• **GIVEN INFORMATION**:
[Start of section]
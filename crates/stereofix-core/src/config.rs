// ── Runtime recovery configuration ──
//
// These types describe *what* to recover and *how patiently*. They never
// touch disk: the CLI builds a `RecoveryConfig` from its config file and
// flags and hands it to the `Orchestrator`.

use std::time::Duration;

use serde::{Deserialize, Serialize};
use strum::{Display, EnumString};

use crate::error::CoreError;
use crate::model::MacAddress;

/// Fallback selection policy.
#[derive(
    Debug, Clone, Copy, PartialEq, Eq, Default, Serialize, Deserialize, Display, EnumString,
)]
#[serde(rename_all = "kebab-case")]
#[strum(serialize_all = "kebab-case")]
pub enum FallbackMode {
    /// Run only the least invasive strategy whose precondition holds.
    #[default]
    Smart,
    /// Try every available strategy in priority order until one succeeds.
    Exhaustive,
}

/// Phase-duration table consulted by the sequencer and fallbacks.
#[derive(Debug, Clone, PartialEq, Eq)]
pub struct PhaseDurations {
    /// Settle time after disconnecting. Shorter waits let the stack treat
    /// the cycle as a single bounce and skip profile renegotiation.
    pub disconnect_wait: Duration,
    /// Renegotiation time after reconnecting.
    pub reconnect_wait: Duration,
    /// Pause between full attempts.
    pub retry_pause: Duration,
    /// Pause between fallback strategies (exhaustive mode).
    pub fallback_pause: Duration,
    /// Upper bound for any single external command.
    pub command_timeout: Duration,
}

impl Default for PhaseDurations {
    fn default() -> Self {
        Self {
            disconnect_wait: Duration::from_secs(3),
            reconnect_wait: Duration::from_secs(2),
            retry_pause: Duration::from_secs(2),
            fallback_pause: Duration::from_secs(1),
            command_timeout: Duration::from_secs(10),
        }
    }
}

/// Names (or paths) of the external programs the core drives.
#[derive(Debug, Clone, PartialEq, Eq, Serialize, Deserialize)]
#[serde(default)]
pub struct ToolPaths {
    /// Bluetooth control tool: status queries, connect, disconnect.
    pub control: String,
    /// System device inventory.
    pub inventory: String,
    /// Audio output switcher.
    pub audio: String,
    /// Secondary Bluetooth control tool used as a fallback.
    pub alternate: String,
    /// UI scripting host.
    pub automation: String,
    /// Process signalling tool for the daemon restart.
    pub process_kill: String,
    /// Prints the effective user id.
    pub user_id: String,
}

impl Default for ToolPaths {
    fn default() -> Self {
        Self {
            control: "blueutil".into(),
            inventory: "system_profiler".into(),
            audio: "SwitchAudioSource".into(),
            alternate: "BluetoothConnector".into(),
            automation: "osascript".into(),
            process_kill: "pkill".into(),
            user_id: "id".into(),
        }
    }
}

/// Name fragments used to auto-select a headset when no address is set.
pub fn default_name_hints() -> Vec<String> {
    [
        "AirPods",
        "Headphones",
        "Headset",
        "Buds",
        "Beats",
        "WH-",
        "WF-",
        "Bose",
        "Jabra",
    ]
    .iter()
    .map(|s| (*s).to_owned())
    .collect()
}

/// Everything one recovery run needs.
///
/// Built by the CLI, passed to `Orchestrator`; immutable for the run.
#[derive(Debug, Clone)]
pub struct RecoveryConfig {
    /// Target address. `None` lets discovery pick a device.
    pub address: Option<MacAddress>,
    /// Target name, used by audio-based probes and fallbacks.
    pub name: Option<String>,
    /// Substrings matched against device names during discovery.
    pub name_hints: Vec<String>,
    pub durations: PhaseDurations,
    pub max_attempts: u32,
    pub enable_fallbacks: bool,
    pub fallback_mode: FallbackMode,
    /// Walk every phase and log intended actions without mutating anything.
    pub dry_run: bool,
    pub tools: ToolPaths,
}

impl Default for RecoveryConfig {
    fn default() -> Self {
        Self {
            address: None,
            name: None,
            name_hints: default_name_hints(),
            durations: PhaseDurations::default(),
            max_attempts: 3,
            enable_fallbacks: true,
            fallback_mode: FallbackMode::default(),
            dry_run: false,
            tools: ToolPaths::default(),
        }
    }
}

impl RecoveryConfig {
    pub fn validate(&self) -> Result<(), CoreError> {
        if self.max_attempts == 0 {
            return Err(CoreError::InvalidConfig {
                message: "max_attempts must be at least 1".into(),
            });
        }
        if self.durations.command_timeout.is_zero() {
            return Err(CoreError::InvalidConfig {
                message: "command timeout must be greater than zero".into(),
            });
        }
        if self.address.is_none() && self.name.is_none() && self.name_hints.is_empty() {
            return Err(CoreError::InvalidConfig {
                message: "no device address, name, or name hints configured".into(),
            });
        }
        Ok(())
    }
}

#[cfg(test)]
mod tests {
    use super::*;

    #[test]
    fn defaults_match_documented_timings() {
        let d = PhaseDurations::default();
        assert_eq!(d.disconnect_wait, Duration::from_secs(3));
        assert_eq!(d.reconnect_wait, Duration::from_secs(2));
        assert_eq!(d.retry_pause, Duration::from_secs(2));
        assert_eq!(d.command_timeout, Duration::from_secs(10));
        assert_eq!(RecoveryConfig::default().max_attempts, 3);
    }

    #[test]
    fn zero_attempts_is_rejected() {
        let cfg = RecoveryConfig {
            max_attempts: 0,
            ..RecoveryConfig::default()
        };
        assert!(matches!(
            cfg.validate(),
            Err(CoreError::InvalidConfig { .. })
        ));
    }

    #[test]
    fn target_must_be_resolvable() {
        let cfg = RecoveryConfig {
            name_hints: Vec::new(),
            ..RecoveryConfig::default()
        };
        assert!(cfg.validate().is_err());
        assert!(RecoveryConfig::default().validate().is_ok());
    }

    #[test]
    fn fallback_mode_parses_from_kebab_case() {
        assert_eq!("exhaustive".parse::<FallbackMode>().ok(), Some(FallbackMode::Exhaustive));
        assert_eq!(FallbackMode::Smart.to_string(), "smart");
    }
}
[End of section]
• **INSTRUCTIONS TO FOLLOW**: Search the data above for lines holding "automation" and copy each of them.

• **RESPONSE**:
    pub automation: String,
            automation: "osascript".into(),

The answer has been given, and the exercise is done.